Poughkeepsie, New York, United States Access Full time
Care Navigator Job Description

At Access, we are seeking a highly skilled Care Navigator to join our team. As a Care Navigator, you will play a critical role in promoting effective connection and collaboration to services, removing barriers to care, and navigating individuals through healthcare services, insurance plans, and systems.

Key Responsibilities:
  • Coordinate care to improve quality of care through the efficient use of resources and enhance quality, cost-effective outcomes.
  • Act as an advocate and assist in coordination of care to minimize the fragmentation of healthcare delivery systems.
  • Gather insurance information and assist in navigating complex healthcare and insurance systems.
  • Assist in securing health insurance and complete referrals to care management services and other internal and external services as needed.
  • Identify and effectively utilize community resources to meet the needs of the member/family and facilitate access to community resources.

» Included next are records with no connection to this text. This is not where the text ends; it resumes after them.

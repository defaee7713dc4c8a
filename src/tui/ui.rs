//! Stateless rendering for the setup and game screens.

use super::app::{App, SetupFocus};
use ratatui::{
    Frame,
    layout::{Alignment, Constraint, Direction, Layout, Rect},
    style::{Color, Modifier, Style},
    text::{Line, Span},
    widgets::{Block, Borders, Paragraph},
};
use strictly_xo::{GameMode, Mark, Position, Screen, SetupField, Square};

/// Draws whichever screen is active.
pub fn draw(frame: &mut Frame, app: &App) {
    let chunks = Layout::default()
        .direction(Direction::Vertical)
        .constraints([
            Constraint::Length(3), // Title
            Constraint::Min(0),    // Body
            Constraint::Length(3), // Status
            Constraint::Length(3), // Help
        ])
        .split(frame.area());

    let title = Paragraph::new("Strictly XO - Tic Tac Toe")
        .style(Style::default().fg(Color::Cyan).add_modifier(Modifier::BOLD))
        .alignment(Alignment::Center)
        .block(Block::default().borders(Borders::ALL));
    frame.render_widget(title, chunks[0]);

    let help = match app.screen() {
        Screen::Setup => {
            draw_setup(frame, chunks[1], app);
            "Tab/Arrows: move | Space: change | Enter: start | Esc: quit"
        }
        Screen::Game => {
            draw_game(frame, chunks[1], app);
            "Arrows + Enter or 1-9: move | R: play again | B: setup | Q: quit"
        }
    };

    let status = Paragraph::new(status_line(app))
        .style(Style::default().fg(Color::Yellow))
        .alignment(Alignment::Center)
        .block(Block::default().borders(Borders::ALL).title("Status"));
    frame.render_widget(status, chunks[2]);

    let help = Paragraph::new(help)
        .style(Style::default().fg(Color::DarkGray))
        .alignment(Alignment::Center)
        .block(Block::default().borders(Borders::ALL));
    frame.render_widget(help, chunks[3]);
}

fn status_line(app: &App) -> String {
    let session = app.session();
    if app.screen() == Screen::Game
        && session.is_awaiting()
        && session.board().mode().is_automated()
    {
        return format!("{} is thinking...", session.board().names().o);
    }
    app.status().to_string()
}

fn draw_setup(frame: &mut Frame, area: Rect, app: &App) {
    let mode = app.selected_mode();
    let form = app.form();

    let mut lines = vec![
        Line::from(""),
        setup_row(app, SetupFocus::Mode, "Mode", mode.name(), false),
        setup_row(
            app,
            SetupFocus::PlayerX,
            "Player 1 (X)",
            &form.player_x,
            app.is_invalid(SetupField::PlayerX),
        ),
    ];
    match mode {
        GameMode::HumanVsHuman => lines.push(setup_row(
            app,
            SetupFocus::PlayerO,
            "Player 2 (O)",
            &form.player_o,
            app.is_invalid(SetupField::PlayerO),
        )),
        GameMode::HumanVsAutomated => {
            let level = form.difficulty.to_string();
            lines.push(setup_row(app, SetupFocus::Difficulty, "Difficulty", &level, false));
        }
    }

    let block = Block::default().borders(Borders::ALL).title("New game");
    frame.render_widget(Paragraph::new(lines).block(block), center_rect(area, 50, 7));
}

fn setup_row(app: &App, focus: SetupFocus, label: &str, value: &str, invalid: bool) -> Line<'static> {
    let focused = app.focus() == focus;
    let marker = if focused { "> " } else { "  " };
    let value_style = if focused {
        Style::default().fg(Color::White).add_modifier(Modifier::BOLD)
    } else {
        Style::default()
    };

    let mut spans = vec![
        Span::raw(marker),
        Span::styled(format!("{:<14}", label), Style::default().fg(Color::Cyan)),
        Span::styled(value.to_string(), value_style),
    ];
    if invalid {
        spans.push(Span::styled("  * required", Style::default().fg(Color::Red)));
    }
    Line::from(spans)
}

fn draw_game(frame: &mut Frame, area: Rect, app: &App) {
    let columns = Layout::default()
        .direction(Direction::Horizontal)
        .constraints([Constraint::Min(40), Constraint::Length(28)])
        .split(area);

    let left = Layout::default()
        .direction(Direction::Vertical)
        .constraints([Constraint::Min(11), Constraint::Length(3)])
        .split(columns[0]);

    draw_board(frame, left[0], app);
    draw_banner(frame, left[1], app);
    draw_scores(frame, columns[1], app);
}

fn draw_board(frame: &mut Frame, area: Rect, app: &App) {
    let board = app.session().board().board();
    let mut lines = Vec::new();
    for row in 0..3 {
        if row > 0 {
            lines.push(Line::styled("───┼───┼───", Style::default().fg(Color::DarkGray)));
        }
        let mut spans = Vec::new();
        for col in 0..3 {
            if col > 0 {
                spans.push(Span::styled("│", Style::default().fg(Color::DarkGray)));
            }
            if let Some(pos) = Position::at(row, col) {
                spans.push(cell_span(board.get(pos.to_index()), pos, pos == app.cursor()));
            }
        }
        lines.push(Line::from(spans));
    }

    let paragraph = Paragraph::new(lines).alignment(Alignment::Center);
    frame.render_widget(paragraph, center_rect(area, 13, 5));
}

fn cell_span(square: Option<Square>, pos: Position, under_cursor: bool) -> Span<'static> {
    let (symbol, style) = match square {
        Some(Square::Occupied(Mark::X)) => (
            " X ".to_string(),
            Style::default().fg(Color::Blue).add_modifier(Modifier::BOLD),
        ),
        Some(Square::Occupied(Mark::O)) => (
            " O ".to_string(),
            Style::default().fg(Color::Red).add_modifier(Modifier::BOLD),
        ),
        _ => (
            format!(" {} ", pos.to_index() + 1),
            Style::default().fg(Color::DarkGray),
        ),
    };

    let style = if under_cursor {
        style.bg(Color::White).fg(Color::Black)
    } else {
        style
    };
    Span::styled(symbol, style)
}

fn draw_banner(frame: &mut Frame, area: Rect, app: &App) {
    let Some(ending) = app.ending() else {
        return;
    };
    let mut spans = vec![Span::styled(
        ending.to_string(),
        Style::default().fg(Color::Green).add_modifier(Modifier::BOLD),
    )];
    if ending.celebrates() {
        spans.insert(0, Span::styled("*** ", Style::default().fg(Color::Magenta)));
        spans.push(Span::styled(" ***", Style::default().fg(Color::Magenta)));
    }
    frame.render_widget(
        Paragraph::new(Line::from(spans)).alignment(Alignment::Center),
        area,
    );
}

fn draw_scores(frame: &mut Frame, area: Rect, app: &App) {
    let session = app.session();
    let board = session.board();
    let scores = session.scoreboard();
    let o_label = if board.mode().is_automated() { "BOT" } else { "P2" };
    let active = board.is_active().then(|| board.acting_mark());

    let row = |label: &str, mark: Mark| {
        let style = if active == Some(mark) {
            Style::default().fg(Color::Yellow).add_modifier(Modifier::BOLD)
        } else {
            Style::default()
        };
        Line::styled(
            format!("{} {} ({}): {}", label, board.names().name(mark), mark, scores.wins(mark)),
            style,
        )
    };

    let lines = vec![
        row("P1", Mark::X),
        row(o_label, Mark::O),
        Line::from(format!("Draws: {}", scores.draws())),
        Line::from(""),
        Line::from(format!("Mode: {}", board.mode().name())),
        Line::from(format!("Round {}", session.round())),
    ];

    let block = Block::default().borders(Borders::ALL).title("Score");
    frame.render_widget(Paragraph::new(lines).block(block), area);
}

fn center_rect(area: Rect, width: u16, height: u16) -> Rect {
    let vert = Layout::default()
        .direction(Direction::Vertical)
        .constraints([
            Constraint::Length((area.height.saturating_sub(height)) / 2),
            Constraint::Length(height),
            Constraint::Min(0),
        ])
        .split(area);

    Layout::default()
        .direction(Direction::Horizontal)
        .constraints([
            Constraint::Length((area.width.saturating_sub(width)) / 2),
            Constraint::Length(width),
            Constraint::Min(0),
        ])
        .split(vert[1])[1]
}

  • Collaborate with providers and other healthcare team members to facilitate care across the healthcare continuum and optimize clinical and financial outcomes.
  • Maintain a working knowledge of payer requirements and negotiate on behalf of the member for cost-effective, high-quality services.
  • Serve as a liaison to providers, members, and families for coordination of services and document all interventions using the Complex Care Management billable documentation.
Requirements:
  • Excellent written, verbal, and listening abilities with the ability to communicate clearly and effectively to staff and providers.
  • Willingness to establish effective working relationships with internal and external providers/resources and maintain a good working relationship within the department and with other departments.
  • Ability to manage conflict, stress, and multiple simultaneous work demands in an effective and professional manner.
  • Ability to work well independently while collaborating with other team members and adapt to changing program or organizational priorities.
  • Ability to make independent decisions in accordance with established policies and procedures.
  • Knowledge of and appreciation for cultural diversity and low literacy issues in care provision.
  • Computer literacy with the ability to navigate Electronic Health Records and other systems.
Education and Experience:
  • Bachelor's Degree in Health and Human Services or related field (major concentration in social work, psychology, nursing, rehabilitation, education, occupational therapy, physical therapy, recreation or recreation therapy, counseling, community mental health, child and family studies, sociology, speech and hearing or other human services field) or NYS licensure and registration as a Registered Nurse and a bachelor's degree or Bachelor's level education or higher in any field with five years of experience working directly with highly vulnerable populations.
  • Bilingual English and Spanish speaking preferred.
  • Two years of experience in linking individuals with SMI, Developmental Disabilities, or alcoholism or substance abuse to a broad range of services essential to successful living in a community setting.